→ **WORK ORDER**
The output should be identical to the entries that follow.
START MATERIAL SHOWN
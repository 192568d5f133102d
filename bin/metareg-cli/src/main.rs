// Copyright 2019-2021 Parity Technologies (UK) Ltd.
// This file is part of metareg.
//
// metareg is free software: you can redistribute it and/or modify
// it under the terms of the GNU General Public License as published by
// the Free Software Foundation, either version 3 of the License, or
// (at your option) any later version.
//
// metareg is distributed in the hope that it will be useful,
// but WITHOUT ANY WARRANTY; without even the implied warranty of
// MERCHANTABILITY or FITNESS FOR A PARTICULAR PURPOSE.  See the
// GNU General Public License for more details.
//
// You should have received a copy of the GNU General Public License
// along with metareg.  If not, see <http://www.gnu.org/licenses/>.

use anyhow::{anyhow, bail, Context};
use clap::{Parser, Subcommand};
use metareg::{metareg_core::decoder, Registry, Value};
use serde::Serialize;
use std::path::PathBuf;

#[derive(Debug, Parser)]
#[command(version, about)]
struct Opts {
	/// SCALE encoded metadata (any version from V11), either raw or as 0x prefixed hex
	#[arg(short, long, value_name = "FILE")]
	metadata: PathBuf,
	/// Extra JSON type definitions, used for V11 to V13 metadata and type names
	#[arg(short, long, value_name = "FILE")]
	types: Option<PathBuf>,
	#[command(subcommand)]
	command: Command,
}

#[derive(Debug, Subcommand)]
enum Command {
	/// List the pallets with their calls, events, storage entries and constants
	Pallets,
	/// Decode a length prefixed extrinsic
	DecodeExtrinsic { hex: String },
	/// Decode the contents of System.Events
	DecodeEvents { hex: String },
	/// Decode a full storage key
	DecodeStorageKey { hex: String },
	/// Decode a value of some named type, eg `AccountInfo` or `Vec<u32>`
	DecodeType { name: String, hex: String },
	/// Encode a JSON value as some named type
	EncodeType { name: String, json: String },
	/// Encode call data from a JSON array of arguments
	EncodeCall { pallet: String, call: String, args: String },
	/// Build a storage key (or a prefix, given fewer keys) from a JSON array of keys
	StorageKey {
		pallet: String,
		entry: String,
		#[arg(default_value = "[]")]
		keys: String,
	},
}

fn main() -> Result<(), anyhow::Error> {
	let opts = Opts::parse();
	pretty_env_logger::init();

	let mut registry = Registry::new()?;
	if let Some(types) = &opts.types {
		let json = std::fs::read_to_string(types).with_context(|| format!("Cannot read {}", types.display()))?;
		registry.register_json(&json)?;
	}
	let metadata = std::fs::read(&opts.metadata).with_context(|| format!("Cannot read {}", opts.metadata.display()))?;
	let metadata = match metadata.strip_prefix(b"0x") {
		Some(hex) => hex::decode(String::from_utf8_lossy(hex).trim())?,
		None => metadata,
	};
	registry.set_metadata_bytes(&metadata)?;
	log::info!("Loaded V{} metadata", registry.metadata().map(|m| m.version()).unwrap_or_default());

	match opts.command {
		Command::Pallets => pallets(&registry),
		Command::DecodeExtrinsic { hex } => {
			let bytes = from_hex(&hex)?;
			let metadata = registry.metadata().ok_or_else(|| anyhow!("No metadata"))?;
			let ext = decoder::decode_extrinsic(metadata, &mut &*bytes)
				.map_err(|e| anyhow!("Cannot decode extrinsic: {}", e))?;
			print(&ext)
		}
		Command::DecodeEvents { hex } => print(&registry.decorated()?.decode_events(&from_hex(&hex)?)?),
		Command::DecodeStorageKey { hex } => {
			let bytes = from_hex(&hex)?;
			let metadata = registry.metadata().ok_or_else(|| anyhow!("No metadata"))?;
			let entry = decoder::decode_storage(metadata).decode_key(metadata, &mut &*bytes)?;
			print(&entry)
		}
		Command::DecodeType { name, hex } => print(&registry.decode_all(&name, &from_hex(&hex)?)?),
		Command::EncodeType { name, json } => {
			let value = from_json(&json)?;
			println!("0x{}", hex::encode(registry.encode(&name, &value)?));
			Ok(())
		}
		Command::EncodeCall { pallet, call, args } => {
			let call = registry
				.decorated()?
				.call(&pallet, &call)
				.ok_or_else(|| anyhow!("No call {}.{}", pallet, call))?;
			let args = from_json_list(&args)?;
			println!("0x{}", hex::encode(call.encode(&args)?));
			Ok(())
		}
		Command::StorageKey { pallet, entry, keys } => {
			let item = registry
				.decorated()?
				.storage(&pallet, &entry)
				.ok_or_else(|| anyhow!("No storage entry {}.{}", pallet, entry))?;
			let keys = from_json_list(&keys)?;
			let key = if keys.len() == item.key_count() { item.key(&keys)? } else { item.prefix(&keys)? };
			println!("0x{}", hex::encode(key));
			Ok(())
		}
	}
}

fn pallets(registry: &Registry) -> Result<(), anyhow::Error> {
	let decorated = registry.decorated()?;
	for pallet in decorated.metadata().pallets() {
		println!("{} (index {})", pallet.name, pallet.index);
		for call in decorated.calls(&pallet.name).unwrap_or_default() {
			println!("  call     {}", call.signature());
		}
		for event in decorated.events(&pallet.name).unwrap_or_default() {
			println!("  event    {}", event.name);
		}
		for item in decorated.storage_items(&pallet.name).unwrap_or_default() {
			println!("  storage  {}: {}", item.name, registry.type_name(item.value_ty()));
		}
		for constant in decorated.constants(&pallet.name).unwrap_or_default() {
			println!("  constant {}: {}", constant.name, registry.type_name(constant.ty));
		}
	}
	Ok(())
}

fn print<T: Serialize>(value: &T) -> Result<(), anyhow::Error> {
	println!("{}", serde_json::to_string_pretty(value)?);
	Ok(())
}

fn from_hex(s: &str) -> Result<Vec<u8>, anyhow::Error> {
	let Some(s) = s.strip_prefix("0x") else {
		bail!("Hex input should start with 0x");
	};
	hex::decode(s).map_err(|e| anyhow!("Cannot decode hex string into bytes: {}", e))
}

fn from_json(s: &str) -> Result<Value, anyhow::Error> {
	let json: serde_json::Value = serde_json::from_str(s)?;
	Ok(Value::try_from(json)?)
}

fn from_json_list(s: &str) -> Result<Vec<Value>, anyhow::Error> {
	let json: serde_json::Value = serde_json::from_str(s)?;
	let serde_json::Value::Array(items) = json else {
		bail!("Expected a JSON array, got {}", s);
	};
	items.into_iter().map(|item| Value::try_from(item).map_err(Into::into)).collect()
}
END MATERIAL SHOWN
→ **WORKED SOLUTION**
repository 192568d5f133102d
filename bin/metareg-cli/src/main.rs
// Copyright 2019-2021 Parity Technologies (UK) Ltd.
// This file is part of metareg.
//
// metareg is free software: you can redistribute it and/or modify
// it under the terms of the GNU General Public License as published by
// the Free Software Foundation, either version 3 of the License, or
// (at your option) any later version.
//
// metareg is distributed in the hope that it will be useful,
// but WITHOUT ANY WARRANTY; without even the implied warranty of
// MERCHANTABILITY or FITNESS FOR A PARTICULAR PURPOSE.  See the
// GNU General Public License for more details.
//
// You should have received a copy of the GNU General Public License
// along with metareg.  If not, see <http://www.gnu.org/licenses/>.

use anyhow::{anyhow, bail, Context};
use clap::{Parser, Subcommand};
use metareg::{metareg_core::decoder, Registry, Value};
use serde::Serialize;
use std::path::PathBuf;

#[derive(Debug, Parser)]
#[command(version, about)]
struct Opts {
	/// SCALE encoded metadata (any version from V11), either raw or as 0x prefixed hex
	#[arg(short, long, value_name = "FILE")]
	metadata: PathBuf,
	/// Extra JSON type definitions, used for V11 to V13 metadata and type names
	#[arg(short, long, value_name = "FILE")]
	types: Option<PathBuf>,
	#[command(subcommand)]
	command: Command,
}

#[derive(Debug, Subcommand)]
enum Command {
	/// List the pallets with their calls, events, storage entries and constants
	Pallets,
	/// Decode a length prefixed extrinsic
	DecodeExtrinsic { hex: String },
	/// Decode the contents of System.Events
	DecodeEvents { hex: String },
	/// Decode a full storage key
	DecodeStorageKey { hex: String },
	/// Decode a value of some named type, eg `AccountInfo` or `Vec<u32>`
	DecodeType { name: String, hex: String },
	/// Encode a JSON value as some named type
	EncodeType { name: String, json: String },
	/// Encode call data from a JSON array of arguments
	EncodeCall { pallet: String, call: String, args: String },
	/// Build a storage key (or a prefix, given fewer keys) from a JSON array of keys
	StorageKey {
		pallet: String,
		entry: String,
		#[arg(default_value = "[]")]
		keys: String,
	},
}

fn main() -> Result<(), anyhow::Error> {
	let opts = Opts::parse();
	pretty_env_logger::init();

	let mut registry = Registry::new()?;
	if let Some(types) = &opts.types {
		let json = std::fs::read_to_string(types).with_context(|| format!("Cannot read {}", types.display()))?;
		registry.register_json(&json)?;
	}
	let metadata = std::fs::read(&opts.metadata).with_context(|| format!("Cannot read {}", opts.metadata.display()))?;
	let metadata = match metadata.strip_prefix(b"0x") {
		Some(hex) => hex::decode(String::from_utf8_lossy(hex).trim())?,
		None => metadata,
	};
	registry.set_metadata_bytes(&metadata)?;
	log::info!("Loaded V{} metadata", registry.metadata().map(|m| m.version()).unwrap_or_default());

	match opts.command {
		Command::Pallets => pallets(&registry),
		Command::DecodeExtrinsic { hex } => {
			let bytes = from_hex(&hex)?;
			let metadata = registry.metadata().ok_or_else(|| anyhow!("No metadata"))?;
			let ext = decoder::decode_extrinsic(metadata, &mut &*bytes)
				.map_err(|e| anyhow!("Cannot decode extrinsic: {}", e))?;
			print(&ext)
		}
		Command::DecodeEvents { hex } => print(&registry.decorated()?.decode_events(&from_hex(&hex)?)?),
		Command::DecodeStorageKey { hex } => {
			let bytes = from_hex(&hex)?;
			let metadata = registry.metadata().ok_or_else(|| anyhow!("No metadata"))?;
			let entry = decoder::decode_storage(metadata).decode_key(metadata, &mut &*bytes)?;
			print(&entry)
		}
		Command::DecodeType { name, hex } => print(&registry.decode_all(&name, &from_hex(&hex)?)?),
		Command::EncodeType { name, json } => {
			let value = from_json(&json)?;
			println!("0x{}", hex::encode(registry.encode(&name, &value)?));
			Ok(())
		}
		Command::EncodeCall { pallet, call, args } => {
			let call = registry
				.decorated()?
				.call(&pallet, &call)
				.ok_or_else(|| anyhow!("No call {}.{}", pallet, call))?;
			let args = from_json_list(&args)?;
			println!("0x{}", hex::encode(call.encode(&args)?));
			Ok(())
		}
		Command::StorageKey { pallet, entry, keys } => {
			let item = registry
				.decorated()?
				.storage(&pallet, &entry)
				.ok_or_else(|| anyhow!("No storage entry {}.{}", pallet, entry))?;
			let keys = from_json_list(&keys)?;
			let key = if keys.len() == item.key_count() { item.key(&keys)? } else { item.prefix(&keys)? };
			println!("0x{}", hex::encode(key));
			Ok(())
		}
	}
}

fn pallets(registry: &Registry) -> Result<(), anyhow::Error> {
	let decorated = registry.decorated()?;
	for pallet in decorated.metadata().pallets() {
		println!("{} (index {})", pallet.name, pallet.index);
		for call in decorated.calls(&pallet.name).unwrap_or_default() {
			println!("  call     {}", call.signature());
		}
		for event in decorated.events(&pallet.name).unwrap_or_default() {
			println!("  event    {}", event.name);
		}
		for item in decorated.storage_items(&pallet.name).unwrap_or_default() {
			println!("  storage  {}: {}", item.name, registry.type_name(item.value_ty()));
		}
		for constant in decorated.constants(&pallet.name).unwrap_or_default() {
			println!("  constant {}: {}", constant.name, registry.type_name(constant.ty));
		}
	}
	Ok(())
}

fn print<T: Serialize>(value: &T) -> Result<(), anyhow::Error> {
	println!("{}", serde_json::to_string_pretty(value)?);
	Ok(())
}

fn from_hex(s: &str) -> Result<Vec<u8>, anyhow::Error> {
	let Some(s) = s.strip_prefix("0x") else {
		bail!("Hex input should start with 0x");
	};
	hex::decode(s).map_err(|e| anyhow!("Cannot decode hex string into bytes: {}", e))
}

fn from_json(s: &str) -> Result<Value, anyhow::Error> {
	let json: serde_json::Value = serde_json::from_str(s)?;
	Ok(Value::try_from(json)?)
}

fn from_json_list(s: &str) -> Result<Vec<Value>, anyhow::Error> {
	let json: serde_json::Value = serde_json::from_str(s)?;
	let serde_json::Value::Array(items) = json else {
		bail!("Expected a JSON array, got {}", s);
	};
	items.into_iter().map(|item| Value::try_from(item).map_err(Into::into)).collect()
}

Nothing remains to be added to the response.